Silmy Karim Kenakan Rompi Oranye, KPK Tahan Delapan Orang dalam Kasus Korupsi Imigrasi
Gedung KPK/Dok. KPK
Wakil Menteri Imigrasi dan Pemasyarakatan Republik Indonesia, Silmy Karim resmi ditahan Komisi Pemberantasan Korupsi (KPK) setelah ditetapkan sebagai tersangka dalam kasus dugaan tindak pidana korupsi di lingkungan Direktorat Jenderal Imigrasi. Berdasarkan pantauan di Gedung Merah Putih KPK, Jakarta, Kamis (04/06/2026), Silmy keluar dari ruang pemeriksaan sekitar pukul 08.36 WIB dengan mengenakan rompi tahanan berwarna oranye khas KPK. Ia kemudian digiring petugas menuju kendaraan tahanan yang telah disiapkan.
Selain Silmy, KPK juga menahan sejumlah pihak lain yang diduga terlibat dalam perkara tersebut.

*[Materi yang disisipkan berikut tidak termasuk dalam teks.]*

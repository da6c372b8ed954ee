//! Layered runtime settings: an optional TOML file, then `LAUNCHDECK_*`
//! environment variables. Nested keys use `__`, e.g.
//! `LAUNCHDECK_SPACEX__CACHE_TIME=60`.

use std::path::{Path, PathBuf};

use anyhow::Context as _;
use config::{Config, ConfigBuilder, Environment, File, builder::DefaultState};
use launchdeck_sync::UpstreamConfig;
use serde::Deserialize;

#[derive(Debug, Clone, Default, Deserialize)]
#[serde(default)]
pub struct Settings {
  pub server: ServerSettings,
  pub spacex: UpstreamConfig,
}

#[derive(Debug, Clone, Deserialize)]
#[serde(default)]
pub struct ServerSettings {
  pub host:       String,
  pub port:       u16,
  pub store_path: PathBuf,
}

impl Default for ServerSettings {
  fn default() -> Self {
    Self {
      host:       "127.0.0.1".to_owned(),
      port:       8080,
      store_path: PathBuf::from("launchdeck.db"),
    }
  }
}

impl ServerSettings {
  pub fn address(&self) -> String { format!("{}:{}", self.host, self.port) }
}

impl Settings {
  /// Read `path` if it exists, then overlay the environment.
  pub fn load(path: &Path) -> anyhow::Result<Self> {
    Self::from_builder(
      Config::builder()
        .add_source(File::from(path).required(false))
        .add_source(environment()),
    )
  }

  fn from_builder(builder: ConfigBuilder<DefaultState>) -> anyhow::Result<Self> {
    builder
      .build()
      .context("failed to read configuration")?
      .try_deserialize()
      .context("failed to deserialise settings")
  }
}

fn environment() -> Environment {
  Environment::with_prefix("LAUNCHDECK")
    .prefix_separator("_")
    .separator("__")
    .try_parsing(true)
}

/// Expand a leading `~` to the user's home directory.
pub fn expand_tilde(path: &Path) -> PathBuf {
  let s = path.to_string_lossy();
  if let Some(rest) = s.strip_prefix("~/")
    && let Ok(home) = std::env::var("HOME")
  {
    return PathBuf::from(home).join(rest);
  }
  path.to_path_buf()
}

#[cfg(test)]
mod tests {
  use config::FileFormat;

  use super::*;

  fn from_toml(toml: &str) -> Settings {
    Settings::from_builder(Config::builder().add_source(File::from_str(toml, FileFormat::Toml)))
      .unwrap()
  }

  #[test]
  fn empty_file_yields_defaults() {
    let s = from_toml("");
    assert_eq!(s.server.address(), "127.0.0.1:8080");
    assert_eq!(s.server.store_path, PathBuf::from("launchdeck.db"));
    assert_eq!(s.spacex, UpstreamConfig::default());
  }

  #[test]
  fn file_overrides_nested_keys() {
    let s = from_toml(
      r#"
      [server]
      port = 9000

      [spacex]
      api_base_url = "http://localhost:4000"
      cache_time = 60

      [spacex.sync]
      delay_between_requests = 0
      "#,
    );
    assert_eq!(s.server.port, 9000);
    assert_eq!(s.server.host, "127.0.0.1");
    assert_eq!(s.spacex.api_base_url, "http://localhost:4000");
    assert_eq!(s.spacex.cache_time, 60);
    assert_eq!(s.spacex.timeout, 30);
    assert_eq!(s.spacex.sync.delay_between_requests, 0);
    assert_eq!(s.spacex.sync.batch_size, 100);
  }

  #[test]
  fn environment_overrides_file() {
    let env = environment().source(Some(
      [("LAUNCHDECK_SPACEX__CACHE_TIME".to_owned(), "5".to_owned())].into_iter().collect(),
    ));
    let s = Settings::from_builder(
      Config::builder()
        .add_source(File::from_str("[spacex]\ncache_time = 60", FileFormat::Toml))
        .add_source(env),
    )
    .unwrap();
    assert_eq!(s.spacex.cache_time, 5);
  }

  #[test]
  fn tilde_expands_to_home() {
    let Ok(home) = std::env::var("HOME") else { return };
    assert_eq!(expand_tilde(Path::new("~/x.db")), PathBuf::from(home).join("x.db"));
    assert_eq!(expand_tilde(Path::new("/tmp/x.db")), PathBuf::from("/tmp/x.db"));
  }
}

Mereka di antaranya mantan Pelaksana Tugas Direktur Jenderal Imigrasi Saffar Muhammad Godam, Kepala Kantor Wilayah Direktorat Jenderal Imigrasi Jawa Barat Jaya Saputra, serta Kepala Kantor Imigrasi Kelas I Khusus Non-TPI Jakarta Barat Ronald Arman Abdullah.
Empat orang lainnya yang telah ditetapkan sebagai tersangka turut mengenakan rompi oranye dan menjalani penahanan.
Kasus ini merupakan hasil operasi tangkap tangan (OTT) yang dilakukan KPK terkait dugaan praktik korupsi dalam pengurusan dokumen keimigrasian di lingkungan Direktorat Jenderal Imigrasi.
KPK masih terus mendalami peran masing-masing tersangka serta menelusuri aliran dana yang diduga terkait dengan perkara tersebut. Hingga kini, lembaga antirasuah belum merinci secara lengkap konstruksi perkara maupun pasal yang disangkakan kepada para tersangka.